I note that the Eath orbits the Sun.

It takes one year to orbit around the sun.

So today one hemisphere of the sky will pointed toward the Sun, and it will be imposible to see stars in the daylight in that hemisphere, while the opposite hemisphere of the sky will be pointed away from the Sun and with will be possible to see stars in the night time in that hemisphere.

And 6 months from now the Earth will be on the opposite side of the Sun.
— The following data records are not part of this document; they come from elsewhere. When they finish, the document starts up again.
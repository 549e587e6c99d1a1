//! Clustering strategies that partition the walkable cells of a grid into
//! the clusters the hierarchical abstraction is built from. Both strategies
//! assign every walkable cell to exactly one non-empty cluster and never
//! include blocked cells.

use crate::{PathingGrid, DEFAULT_CLUSTER_SIZE};
use fxhash::FxBuildHasher;
use grid_util::grid::Grid;
use grid_util::point::Point;
use indexmap::IndexMap;
use petgraph::unionfind::UnionFind;

type FxIndexMap<K, V> = IndexMap<K, V, FxBuildHasher>;

/// A set of walkable cells assigned to one cluster. Order is irrelevant.
pub type Cluster = Vec<Point>;

/// A total, deterministic partition of the walkable cells of a grid.
pub trait ClusterStrategy {
    /// Name of the hierarchical algorithm variant this strategy backs.
    fn label(&self) -> &'static str;
    fn clusters(&self, grid: &PathingGrid) -> Vec<Cluster>;
}

/// Tiles the grid into non-overlapping axis-aligned `size` x `size` blocks,
/// truncated at the right and bottom edges. The walkable cells of each
/// block form one cluster, independent of grid topology.
#[derive(Clone, Copy, Debug)]
pub struct UniformClusters {
    size: usize,
}

impl UniformClusters {
    pub fn new(size: usize) -> UniformClusters {
        assert!(size > 0, "cluster size must be positive");
        UniformClusters { size }
    }
}

impl Default for UniformClusters {
    fn default() -> UniformClusters {
        UniformClusters::new(DEFAULT_CLUSTER_SIZE)
    }
}

impl ClusterStrategy for UniformClusters {
    fn label(&self) -> &'static str {
        "HPA*"
    }
    fn clusters(&self, grid: &PathingGrid) -> Vec<Cluster> {
        let w = grid.width();
        let h = grid.height();
        let mut clusters = Vec::new();
        for y0 in (0..h).step_by(self.size) {
            for x0 in (0..w).step_by(self.size) {
                let mut cells: Cluster = Vec::new();
                for y in y0..(y0 + self.size).min(h) {
                    for x in x0..(x0 + self.size).min(w) {
                        let p = Point::new(x as i32, y as i32);
                        if grid.walkable(p) {
                            cells.push(p);
                        }
                    }
                }
                if !cells.is_empty() {
                    clusters.push(cells);
                }
            }
        }
        clusters
    }
}

/// Grows every maximal 4-connected component of walkable cells into one
/// cluster, using a [UnionFind] pass over the grid. Clusters are emitted in
/// order of first discovery.
#[derive(Clone, Copy, Debug, Default)]
pub struct RegionGrow;

impl ClusterStrategy for RegionGrow {
    fn label(&self) -> &'static str {
        "AHPA*"
    }
    fn clusters(&self, grid: &PathingGrid) -> Vec<Cluster> {
        let w = grid.width();
        let h = grid.height();
        let mut components: UnionFind<usize> = UnionFind::new(w * h);
        for y in 0..h {
            for x in 0..w {
                let p = Point::new(x as i32, y as i32);
                if grid.walkable(p) {
                    for neighbour in [Point::new(p.x + 1, p.y), Point::new(p.x, p.y + 1)] {
                        if grid.walkable(neighbour) {
                            components.union(
                                y * w + x,
                                neighbour.y as usize * w + neighbour.x as usize,
                            );
                        }
                    }
                }
            }
        }
        let mut by_root: FxIndexMap<usize, Cluster> = FxIndexMap::default();
        for y in 0..h {
            for x in 0..w {
                let p = Point::new(x as i32, y as i32);
                if grid.walkable(p) {
                    by_root.entry(components.find(y * w + x)).or_default().push(p);
                }
            }
        }
        by_root.into_values().collect()
    }
}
Thus the hemisphere which once faceed toward the Sun will now face away from the Sun and it will be possible to see stars in the night time in that hemisphere, while the hemisphere of the sky which used to face away from the Sun will now face toward the Sun and it will be impossible to see stars in the day time in that hemisphere.

As the Earth orbits the Sun, the stars visible at night slowly change, until after 6 months a whole different half of the sky is visible at night.

So you need to recognize some of the stars and constellations in the sky chart. Stars and constellations near the edges of the sky chart will be low on the horizon at that time and date. Stars and constellations in the center of the chart will be near the zenith of the sky at that time and date. Stars and constellations about halfway between the center and the edge will be about 45 degress above the horizon.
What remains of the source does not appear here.